[Opening DATA RECORDS section]
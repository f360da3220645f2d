//! Per-player movement resolution against the pending layer.

use crate::action::{CardinalDirection, MoveDelta};
use crate::state::{BoardState, Faction, Layer, PlayerEntity, PlayerId, PlayerStatus, Position};

use super::result::{MoveOutcome, MoveRejection, Resolution};

/// Applies `delta` to `origin`, falling back to a pure horizontal and then a
/// pure vertical step when the full move leaves the board.
///
/// Returns `None` when no variant stays in bounds.
pub fn corrected_target(
    board: &BoardState,
    origin: Position,
    delta: MoveDelta,
) -> Option<Position> {
    let naive = delta.apply(origin);
    if board.contains(naive) {
        return Some(naive);
    }

    let horizontal = delta.horizontal().apply(origin);
    if delta.dx != 0 && board.contains(horizontal) {
        return Some(horizontal);
    }

    let vertical = delta.vertical().apply(origin);
    if delta.dy != 0 && board.contains(vertical) {
        return Some(vertical);
    }

    None
}

fn can_enter(board: &BoardState, faction: Faction, position: Position) -> bool {
    board
        .get(position, Layer::Pending)
        .is_some_and(|cell| faction.can_defeat(cell))
}

/// First orthogonal neighbour of `origin` that `faction` may enter, in the
/// order `(+x, 0), (-x, 0), (0, +y), (0, -y)`.
///
/// The requested delta and its exact reverse are never tried.
pub fn redirect_target(
    board: &BoardState,
    faction: Faction,
    origin: Position,
    requested: MoveDelta,
) -> Option<Position> {
    CardinalDirection::ALL
        .into_iter()
        .map(MoveDelta::from)
        .filter(|&delta| delta != requested && delta != requested.reversed())
        .map(|delta| delta.apply(origin))
        .filter(|&candidate| board.contains(candidate))
        .find(|&candidate| can_enter(board, faction, candidate))
}

/// Resolves the intent of `players[mover]` and commits it to the pending layer.
///
/// Moves resolved earlier in the same turn are visible here, since they have
/// already been written to the pending layer and to player positions.
///
/// Never fails: rejected moves leave every player and the board untouched and
/// are reported through [`MoveOutcome::Rejected`].
pub fn resolve_move(
    players: &mut [PlayerEntity],
    mover: usize,
    delta: MoveDelta,
    board: &mut BoardState,
    turn: u32,
) -> Resolution {
    let player = &players[mover];
    let id = player.id;
    let faction = player.faction;

    if !player.is_active() {
        return Resolution::stayed(
            id,
            delta,
            player.position,
            MoveOutcome::Rejected(MoveRejection::Defeated),
        );
    }

    let Some(origin) = player.position else {
        return Resolution::stayed(
            id,
            delta,
            None,
            MoveOutcome::Rejected(MoveRejection::Unplaced),
        );
    };

    if !delta.is_valid() {
        return Resolution::stayed(
            id,
            delta,
            Some(origin),
            MoveOutcome::Rejected(MoveRejection::InvalidDelta),
        );
    }

    let Some(target) = corrected_target(board, origin, delta) else {
        return Resolution::stayed(
            id,
            delta,
            Some(origin),
            MoveOutcome::Rejected(MoveRejection::OutOfBounds),
        );
    };

    let (destination, outcome) = if can_enter(board, faction, target) {
        (target, MoveOutcome::Moved)
    } else {
        match redirect_target(board, faction, origin, delta) {
            Some(neighbour) => (neighbour, MoveOutcome::Redirected { blocked: target }),
            None => {
                return Resolution::stayed(
                    id,
                    delta,
                    Some(origin),
                    MoveOutcome::Rejected(MoveRejection::Blocked),
                );
            }
        }
    };

    let defeated = defeat_occupant(players, mover, destination, turn);

    // Keep the origin glyph if someone else still stands there.
    let origin_shared = players
        .iter()
        .enumerate()
        .any(|(index, other)| index != mover && other.occupied_cell() == Some(origin));
    if !origin_shared {
        board.set(origin, Layer::Pending, Faction::Empty);
    }
    board.set(destination, Layer::Pending, faction);
    players[mover].position = Some(destination);

    Resolution {
        player: id,
        requested: delta,
        from: Some(origin),
        to: Some(destination),
        outcome,
        defeated,
    }
}

/// Marks the living player standing on `destination` as defeated, if any.
///
/// Only reachable for a wolf entering a villager cell, since every other
/// occupied cell is rejected by the defeat table.
fn defeat_occupant(
    players: &mut [PlayerEntity],
    mover: usize,
    destination: Position,
    turn: u32,
) -> Option<PlayerId> {
    let victim = players
        .iter_mut()
        .enumerate()
        .find(|(index, other)| *index != mover && other.occupied_cell() == Some(destination))
        .map(|(_, other)| other)?;

    victim.status = PlayerStatus::Defeated { turn };
    Some(victim.id)
}

#[cfg(test)]
mod tests {
    use super::*;

    fn player(id: u32, faction: Faction, x: i32, y: i32) -> PlayerEntity {
        let pseudo = if faction == Faction::Wolf { 'w' } else { 'v' };
        PlayerEntity::new(PlayerId(id), pseudo, faction, 1).with_position(Position::new(x, y))
    }

    fn board_for(width: u32, height: u32, players: &[PlayerEntity]) -> BoardState {
        let mut board = BoardState::new(width, height);
        board.project_pending(players);
        board.commit(players);
        board
    }

    #[test]
    fn moves_into_empty_cell() {
        let mut players = vec![player(0, Faction::Villager, 1, 1)];
        let mut board = board_for(3, 3, &players);

        let resolution = resolve_move(&mut players, 0, MoveDelta::new(1, 0), &mut board, 0);

        assert_eq!(resolution.outcome, MoveOutcome::Moved);
        assert_eq!(players[0].position, Some(Position::new(2, 1)));
        assert_eq!(
            board.get(Position::new(1, 1), Layer::Pending),
            Some(Faction::Empty)
        );
        assert_eq!(
            board.get(Position::new(2, 1), Layer::Pending),
            Some(Faction::Villager)
        );
        // current layer is untouched until commit
        assert_eq!(
            board.get(Position::new(1, 1), Layer::Current),
            Some(Faction::Villager)
        );
    }

    #[test]
    fn invalid_delta_is_rejected_without_mutation() {
        let mut players = vec![player(0, Faction::Wolf, 1, 1)];
        let mut board = board_for(3, 3, &players);
        let before = board.clone();

        let resolution = resolve_move(&mut players, 0, MoveDelta::new(2, 0), &mut board, 0);

        assert_eq!(
            resolution.outcome,
            MoveOutcome::Rejected(MoveRejection::InvalidDelta)
        );
        assert_eq!(players[0].position, Some(Position::new(1, 1)));
        assert_eq!(board, before);
    }

    #[test]
    fn diagonal_off_the_edge_falls_back_to_horizontal() {
        let mut players = vec![player(0, Faction::Wolf, 1, 0)];
        let mut board = board_for(3, 3, &players);

        resolve_move(&mut players, 0, MoveDelta::new(1, -1), &mut board, 0);

        assert_eq!(players[0].position, Some(Position::new(2, 0)));
    }

    #[test]
    fn diagonal_off_the_side_falls_back_to_vertical() {
        let mut players = vec![player(0, Faction::Wolf, 2, 1)];
        let mut board = board_for(3, 3, &players);

        resolve_move(&mut players, 0, MoveDelta::new(1, 1), &mut board, 0);

        assert_eq!(players[0].position, Some(Position::new(2, 2)));
    }

    #[test]
    fn move_off_the_corner_is_out_of_bounds() {
        let mut players = vec![player(0, Faction::Villager, 0, 0)];
        let mut board = board_for(3, 3, &players);

        let resolution = resolve_move(&mut players, 0, MoveDelta::new(-1, -1), &mut board, 0);

        assert_eq!(
            resolution.outcome,
            MoveOutcome::Rejected(MoveRejection::OutOfBounds)
        );
        assert_eq!(players[0].position, Some(Position::ORIGIN));
    }

    #[test]
    fn wolf_defeats_villager() {
        let mut players = vec![
            player(0, Faction::Wolf, 0, 0),
            player(1, Faction::Villager, 1, 0),
        ];
        let mut board = board_for(3, 1, &players);

        let resolution = resolve_move(&mut players, 0, MoveDelta::new(1, 0), &mut board, 4);

        assert_eq!(resolution.outcome, MoveOutcome::Moved);
        assert_eq!(resolution.defeated, Some(PlayerId(1)));
        assert_eq!(players[0].position, Some(Position::new(1, 0)));
        assert_eq!(players[1].status, PlayerStatus::Defeated { turn: 4 });
        assert_eq!(
            board.layer(Layer::Pending),
            &[Faction::Empty, Faction::Wolf, Faction::Empty]
        );
    }

    #[test]
    fn villager_cannot_enter_wolf_and_redirects() {
        // . . .
        // V W .
        // . . .
        let mut players = vec![
            player(0, Faction::Villager, 0, 1),
            player(1, Faction::Wolf, 1, 1),
        ];
        let mut board = board_for(3, 3, &players);

        let resolution = resolve_move(&mut players, 0, MoveDelta::new(1, 0), &mut board, 0);

        // (+x) is the request and (-x) its reverse, so (0, +y) comes first.
        assert_eq!(
            resolution.outcome,
            MoveOutcome::Redirected {
                blocked: Position::new(1, 1)
            }
        );
        assert_eq!(players[0].position, Some(Position::new(0, 2)));
        assert_eq!(players[1].status, PlayerStatus::Active);
    }

    #[test]
    fn blocked_everywhere_stays_in_place() {
        // W W
        // W W, wolf at (0,0) tries to go diagonal into (1,1)
        let mut players = vec![
            player(0, Faction::Wolf, 0, 0),
            player(1, Faction::Wolf, 1, 0),
            player(2, Faction::Wolf, 0, 1),
            player(3, Faction::Wolf, 1, 1),
        ];
        let mut board = board_for(2, 2, &players);
        let before = board.clone();

        let resolution = resolve_move(&mut players, 0, MoveDelta::new(1, 1), &mut board, 0);

        assert_eq!(resolution.outcome, MoveOutcome::Rejected(MoveRejection::Blocked));
        assert!(!resolution.moved());
        assert_eq!(board, before);
    }

    #[test]
    fn redirect_never_tries_reverse_direction() {
        // . W O .  villager moving west is blocked by the wolf; the only
        // free neighbour (3,0) is the reverse of the request.
        let mut players = vec![
            player(0, Faction::Wolf, 1, 0),
            player(1, Faction::Villager, 2, 0),
        ];
        let mut board = board_for(4, 1, &players);

        let resolution = resolve_move(&mut players, 1, MoveDelta::new(-1, 0), &mut board, 0);

        assert_eq!(resolution.outcome, MoveOutcome::Rejected(MoveRejection::Blocked));
        assert_eq!(players[1].position, Some(Position::new(2, 0)));
    }

    #[test]
    fn zero_delta_redirects_off_own_cell() {
        // . W .  the wolf cannot re-enter its own glyph and steps east.
        let mut players = vec![player(0, Faction::Wolf, 1, 0)];
        let mut board = board_for(3, 1, &players);

        let resolution = resolve_move(&mut players, 0, MoveDelta::ZERO, &mut board, 0);

        assert_eq!(
            resolution.outcome,
            MoveOutcome::Redirected {
                blocked: Position::new(1, 0)
            }
        );
        assert_eq!(players[0].position, Some(Position::new(2, 0)));
        assert_eq!(
            board.get(Position::new(1, 0), Layer::Pending),
            Some(Faction::Empty)
        );
        assert_eq!(
            board.get(Position::new(2, 0), Layer::Pending),
            Some(Faction::Wolf)
        );
    }

    #[test]
    fn zero_delta_on_lone_cell_is_blocked() {
        let mut players = vec![player(0, Faction::Villager, 0, 0)];
        let mut board = board_for(1, 1, &players);
        let before = board.clone();

        let resolution = resolve_move(&mut players, 0, MoveDelta::ZERO, &mut board, 0);

        assert_eq!(resolution.outcome, MoveOutcome::Rejected(MoveRejection::Blocked));
        assert_eq!(board, before);
    }

    #[test]
    fn defeated_player_does_not_move() {
        let mut players = vec![player(0, Faction::Villager, 1, 1)];
        players[0].status = PlayerStatus::Defeated { turn: 0 };
        let mut board = board_for(3, 3, &players);

        let resolution = resolve_move(&mut players, 0, MoveDelta::new(1, 0), &mut board, 0);

        assert_eq!(resolution.outcome, MoveOutcome::Rejected(MoveRejection::Defeated));
        assert_eq!(players[0].position, Some(Position::new(1, 1)));
    }

    #[test]
    fn earlier_moves_are_visible_to_later_ones() {
        // V . V  both villagers step into the middle; the second is redirected.
        let mut players = vec![
            player(0, Faction::Villager, 0, 1),
            player(1, Faction::Villager, 2, 1),
        ];
        let mut board = board_for(3, 3, &players);

        resolve_move(&mut players, 0, MoveDelta::new(1, 0), &mut board, 0);
        let second = resolve_move(&mut players, 1, MoveDelta::new(-1, 0), &mut board, 0);

        assert_eq!(players[0].position, Some(Position::new(1, 1)));
        assert_eq!(
            second.outcome,
            MoveOutcome::Redirected {
                blocked: Position::new(1, 1)
            }
        );
        assert_eq!(players[1].position, Some(Position::new(2, 2)));
    }

    #[test]
    fn origin_glyph_survives_when_shared() {
        let mut players = vec![
            player(0, Faction::Wolf, 1, 1),
            player(1, Faction::Wolf, 1, 1),
        ];
        let mut board = board_for(3, 3, &players);

        resolve_move(&mut players, 0, MoveDelta::new(1, 0), &mut board, 0);

        assert_eq!(

            board.get(Position::new(1, 1), Layer::Pending),

            Some(Faction::Wolf)

        );
        assert_eq!(
            board.get(Position::new(2, 1), Layer::Pending),
            Some(Faction::Wolf)
        );
    }
}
[Closing DATA RECORDS section]
■ WORK REQUEST ■
What is needed is a copy of every line above in which "height" appears.

■ RESULT FOR THIS EXERCISE ■
    fn board_for(width: u32, height: u32, players: &[PlayerEntity]) -> BoardState {
        let mut board = BoardState::new(width, height);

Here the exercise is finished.